*** Extracted information ***

use async_trait::async_trait;
use chrono::Utc;
use common::{CompanyId, NdrId, OrderId, RtoId, ShipmentId, WarehouseId};
use domain::{NdrEvent, NdrStatus, Order, OrderItem, RtoEvent, Shipment, ShipmentStatus};
use sqlx::{PgPool, Row, postgres::PgRow};
use uuid::Uuid;

use crate::error::{Result, StoreError, UQ_ACTIVE_RTO_PER_SHIPMENT, UQ_RTO_NDR_EVENT};
use crate::store::{RtoFilter, RtoStore, ensure_rto_writable};
use crate::unit_of_work::{UnitOfWork, WriteOp};

const TERMINAL_STATUSES: &str = "('restocked', 'refurbished', 'disposed', 'claimed', 'cancelled')";

/// PostgreSQL-backed RTO store implementation.
///
/// RTO events are persisted as a JSONB payload alongside the columns the
/// indexes and uniqueness constraints need; the database enforces the
/// one-active-RTO-per-shipment and one-RTO-per-NDR invariants under true
/// concurrent writers.
#[derive(Clone)]
pub struct PostgresRtoStore {
    pool: PgPool,
}

/// Serializes a unit-variant enum to its wire string.
fn enum_str<T: serde::Serialize>(value: &T) -> Result<String> {
    match serde_json::to_value(value)? {
        serde_json::Value::String(s) => Ok(s),
        other => Err(StoreError::Serialization(serde_json::Error::io(
            std::io::Error::other(format!("expected string enum, got {other}")),
        ))),
    }
}

/// Parses a wire string back into a unit-variant enum.
fn parse_enum<T: serde::de::DeserializeOwned>(s: &str) -> Result<T> {
    Ok(serde_json::from_value(serde_json::Value::String(
        s.to_string(),
    ))?)
}

impl PostgresRtoStore {
    /// Creates a new PostgreSQL RTO store.
    pub fn new(pool: PgPool) -> Self {
        Self { pool }
    }

    /// Gets a reference to the underlying connection pool.
    pub fn pool(&self) -> &PgPool {
        &self.pool
    }

    /// Runs the database migrations.
    pub async fn run_migrations(&self) -> std::result::Result<(), sqlx::migrate::MigrateError> {
        sqlx::migrate!("../../migrations").run(&self.pool).await
    }

    /// Seeds a shipment.
    pub async fn insert_shipment(&self, shipment: &Shipment) -> Result<()> {
        sqlx::query(
            r#"
            INSERT INTO shipments (id, order_id, company_id, warehouse_id, carrier, awb, weight_grams, zone, status, created_at, updated_at)
            VALUES ($1, $2, $3, $4, $5, $6, $7, $8, $9, $10, $11)
            "#,
        )
        .bind(shipment.id.as_uuid())
        .bind(shipment.order_id.as_uuid())
        .bind(shipment.company_id.as_uuid())
        .bind(shipment.warehouse_id.as_uuid())
        .bind(&shipment.carrier)
        .bind(&shipment.awb)
        .bind(shipment.weight_grams as i32)
        .bind(&shipment.zone)
        .bind(enum_str(&shipment.status)?)
        .bind(shipment.created_at)
        .bind(shipment.updated_at)
        .execute(&self.pool)
        .await?;
        Ok(())
    }

    /// Seeds an order.
    pub async fn insert_order(&self, order: &Order) -> Result<()> {
        sqlx::query(
            r#"
            INSERT INTO orders (id, company_id, items, created_at)
            VALUES ($1, $2, $3, $4)
            "#,
        )
        .bind(order.id.as_uuid())
        .bind(order.company_id.as_uuid())
        .bind(serde_json::to_value(&order.items)?)
        .bind(order.created_at)
        .execute(&self.pool)
        .await?;
        Ok(())
    }

    /// Seeds an NDR event.
    pub async fn insert_ndr_event(&self, ndr: &NdrEvent) -> Result<()> {
        sqlx::query(
            r#"
            INSERT INTO ndr_events (id, shipment_id, attempt, courier_remark, status, created_at)
            VALUES ($1, $2, $3, $4, $5, $6)
            "#,
        )
        .bind(ndr.id.as_uuid())
        .bind(ndr.shipment_id.as_uuid())
        .bind(ndr.attempt as i32)
        .bind(&ndr.courier_remark)
        .bind(enum_str(&ndr.status)?)
        .bind(ndr.created_at)
        .execute(&self.pool)
        .await?;
        Ok(())
    }

    fn row_to_shipment(row: PgRow) -> Result<Shipment> {
        let status: String = row.try_get("status")?;
        Ok(Shipment {
            id: ShipmentId::from_uuid(row.try_get::<Uuid, _>("id")?),
            order_id: OrderId::from_uuid(row.try_get::<Uuid, _>("order_id")?),
            company_id: CompanyId::from_uuid(row.try_get::<Uuid, _>("company_id")?),
            warehouse_id: WarehouseId::from_uuid(row.try_get::<Uuid, _>("warehouse_id")?),
            carrier: row.try_get("carrier")?,
            awb: row.try_get("awb")?,
            weight_grams: row.try_get::<i32, _>("weight_grams")? as u32,
            zone: row.try_get("zone")?,
            status: parse_enum(&status)?,
            created_at: row.try_get("created_at")?,
            updated_at: row.try_get("updated_at")?,
        })
    }

    fn row_to_order(row: PgRow) -> Result<Order> {
        let items: Vec<OrderItem> = serde_json::from_value(row.try_get("items")?)?;
        Ok(Order {
            id: OrderId::from_uuid(row.try_get::<Uuid, _>("id")?),
            company_id: CompanyId::from_uuid(row.try_get::<Uuid, _>("company_id")?),
            items,
            created_at: row.try_get("created_at")?,
        })
    }

    fn row_to_ndr(row: PgRow) -> Result<NdrEvent> {
        let status: String = row.try_get("status")?;
        Ok(NdrEvent {
            id: NdrId::from_uuid(row.try_get::<Uuid, _>("id")?),
            shipment_id: ShipmentId::from_uuid(row.try_get::<Uuid, _>("shipment_id")?),
            attempt: row.try_get::<i32, _>("attempt")? as u32,
            courier_remark: row.try_get("courier_remark")?,
            status: parse_enum(&status)?,
            created_at: row.try_get("created_at")?,
        })
    }

    fn row_to_rto_event(row: PgRow) -> Result<RtoEvent> {
        Ok(serde_json::from_value(row.try_get("payload")?)?)
    }

    async fn insert_rto_event_tx(
        tx: &mut sqlx::PgConnection,
        event: &RtoEvent,
    ) -> Result<()> {
        sqlx::query(
            r#"
            INSERT INTO rto_events (id, shipment_id, company_id, warehouse_id, ndr_event_id, reverse_awb, rto_reason, return_status, payload, created_at, updated_at)
            VALUES ($1, $2, $3, $4, $5, $6, $7, $8, $9, $10, $11)
            "#,
        )
        .bind(event.id().as_uuid())
        .bind(event.shipment_id().as_uuid())
        .bind(event.company_id().as_uuid())
        .bind(event.warehouse_id().as_uuid())
        .bind(event.ndr_event_id().map(|id| id.as_uuid()))
        .bind(event.reverse_awb())
        .bind(event.rto_reason().as_str())
        .bind(event.return_status().as_str())
        .bind(serde_json::to_value(event)?)
        .bind(event.created_at())
        .bind(event.updated_at())
        .execute(tx)
        .await
        .map_err(|e| {
            // Duplicate keys on the named indexes become typed violations
            // the engine translates into domain errors.
            if let sqlx::Error::Database(ref db_err) = e {
                for constraint in [UQ_ACTIVE_RTO_PER_SHIPMENT, UQ_RTO_NDR_EVENT] {
                    if db_err.constraint() == Some(constraint) {
                        return StoreError::UniqueViolation {
                            constraint: constraint.to_string(),
                        };
                    }
                }
            }
            StoreError::Database(e)
        })?;
        Ok(())
    }

    async fn update_rto_event_tx(
        tx: &mut sqlx::PgConnection,
        event: &RtoEvent,
    ) -> Result<()> {
        let result = sqlx::query(
            r#"
            UPDATE rto_events
            SET reverse_awb = $2, return_status = $3, payload = $4, updated_at = $5
            WHERE id = $1
            "#,
        )
        .bind(event.id().as_uuid())
        .bind(event.reverse_awb())
        .bind(event.return_status().as_str())
        .bind(serde_json::to_value(event)?)
        .bind(event.updated_at())
        .execute(tx)
        .await?;

        if result.rows_affected() == 0 {
            return Err(StoreError::NotFound {
                entity: "RtoEvent",
                id: event.id().to_string(),
            });
        }
        Ok(())
    }

    async fn set_shipment_status_tx(
        tx: &mut sqlx::PgConnection,
        shipment_id: ShipmentId,
        status: ShipmentStatus,
    ) -> Result<()> {
        ensure_rto_writable(status)?;

        let result = sqlx::query("UPDATE shipments SET status = $2, updated_at = $3 WHERE id = $1")
            .bind(shipment_id.as_uuid())
            .bind(status.as_str())
            .bind(Utc::now())
            .execute(tx)
            .await?;

        if result.rows_affected() == 0 {
            return Err(StoreError::NotFound {
                entity: "Shipment",
                id: shipment_id.to_string(),
            });
        }
        Ok(())
    }

    async fn set_ndr_status_tx(
        tx: &mut sqlx::PgConnection,
        ndr_id: NdrId,
        status: NdrStatus,
    ) -> Result<()> {
        let result = sqlx::query("UPDATE ndr_events SET status = $2 WHERE id = $1")
            .bind(ndr_id.as_uuid())
            .bind(enum_str(&status)?)
            .execute(tx)
            .await?;

        if result.rows_affected() == 0 {
            return Err(StoreError::NotFound {
                entity: "NdrEvent",
                id: ndr_id.to_string(),
            });
        }
        Ok(())
    }
}

#[async_trait]
impl RtoStore for PostgresRtoStore {
    async fn shipment(&self, id: ShipmentId) -> Result<Option<Shipment>> {
        let row = sqlx::query("SELECT * FROM shipments WHERE id = $1")
            .bind(id.as_uuid())
            .fetch_optional(&self.pool)
            .await?;
        row.map(Self::row_to_shipment).transpose()
    }

    async fn order(&self, id: OrderId) -> Result<Option<Order>> {
        let row = sqlx::query("SELECT * FROM orders WHERE id = $1")
            .bind(id.as_uuid())
            .fetch_optional(&self.pool)
            .await?;
        row.map(Self::row_to_order).transpose()
    }

    async fn ndr_event(&self, id: NdrId) -> Result<Option<NdrEvent>> {
        let row = sqlx::query("SELECT * FROM ndr_events WHERE id = $1")
            .bind(id.as_uuid())
            .fetch_optional(&self.pool)
            .await?;
        row.map(Self::row_to_ndr).transpose()
    }

    async fn rto_event(&self, id: RtoId) -> Result<Option<RtoEvent>> {
        let row = sqlx::query("SELECT payload FROM rto_events WHERE id = $1")
            .bind(id.as_uuid())
            .fetch_optional(&self.pool)
            .await?;
        row.map(Self::row_to_rto_event).transpose()
    }

    async fn rto_event_by_reverse_awb(&self, reverse_awb: &str) -> Result<Option<RtoEvent>> {
        let row = sqlx::query("SELECT payload FROM rto_events WHERE reverse_awb = $1")
            .bind(reverse_awb)
            .fetch_optional(&self.pool)
            .await?;
        row.map(Self::row_to_rto_event).transpose()
    }

    async fn active_rto_for_shipment(&self, shipment_id: ShipmentId) -> Result<Option<RtoEvent>> {
        let sql = format!(
            "SELECT payload FROM rto_events WHERE shipment_id = $1 AND return_status NOT IN {TERMINAL_STATUSES}"
        );
        let row = sqlx::query(&sql)
            .bind(shipment_id.as_uuid())
            .fetch_optional(&self.pool)
            .await?;
        row.map(Self::row_to_rto_event).transpose()
    }

    async fn rto_event_for_ndr(&self, ndr_id: NdrId) -> Result<Option<RtoEvent>> {
        let row = sqlx::query("SELECT payload FROM rto_events WHERE ndr_event_id = $1")
            .bind(ndr_id.as_uuid())
            .fetch_optional(&self.pool)
            .await?;
        row.map(Self::row_to_rto_event).transpose()
    }

    async fn rto_events_for_company(
        &self,
        company_id: CompanyId,
        filter: &RtoFilter,
    ) -> Result<Vec<RtoEvent>> {
        let mut sql = String::from("SELECT payload FROM rto_events WHERE company_id = $1");
        let mut param_count = 1;

        if filter.from.is_some() {
            param_count += 1;
            sql.push_str(&format!(" AND created_at >= ${param_count}"));
        }
        if filter.to.is_some() {
            param_count += 1;
            sql.push_str(&format!(" AND created_at <= ${param_count}"));
        }
        if filter.warehouse_id.is_some() {
            param_count += 1;
            sql.push_str(&format!(" AND warehouse_id = ${param_count}"));
        }
        if filter.reason.is_some() {
            param_count += 1;
            sql.push_str(&format!(" AND rto_reason = ${param_count}"));
        }
        sql.push_str(" ORDER BY created_at ASC");

        let mut query = sqlx::query(&sql).bind(company_id.as_uuid());
        if let Some(from) = filter.from {
            query = query.bind(from);
        }
        if let Some(to) = filter.to {
            query = query.bind(to);
        }
        if let Some(warehouse_id) = filter.warehouse_id {
            query = query.bind(warehouse_id.as_uuid());
        }
        if let Some(reason) = filter.reason {
            query = query.bind(reason.as_str());
        }

        let rows = query.fetch_all(&self.pool).await?;
        rows.into_iter().map(Self::row_to_rto_event).collect()
    }

    async fn commit(&self, uow: UnitOfWork) -> Result<()> {
        let mut tx = self.pool.begin().await?;

        for op in uow.into_ops() {
            match op {
                WriteOp::InsertRtoEvent(event) => {
                    Self::insert_rto_event_tx(&mut tx, &event).await?;
                }
                WriteOp::UpdateRtoEvent(event) => {
                    Self::update_rto_event_tx(&mut tx, &event).await?;
                }
                WriteOp::SetShipmentStatus { shipment_id, status } => {
                    Self::set_shipment_status_tx(&mut tx, shipment_id, status).await?;
                }
                WriteOp::SetNdrStatus { ndr_id, status } => {
                    Self::set_ndr_status_tx(&mut tx, ndr_id, status).await?;
                }
            }
        }

        tx.commit().await?;
        Ok(())
    }
}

***

Exercise aim:
Show all lines in the entries above where the word "UnitOfWork" appears.

Solution:
use crate::unit_of_work::{UnitOfWork, WriteOp};
    async fn commit(&self, uow: UnitOfWork) -> Result<()> {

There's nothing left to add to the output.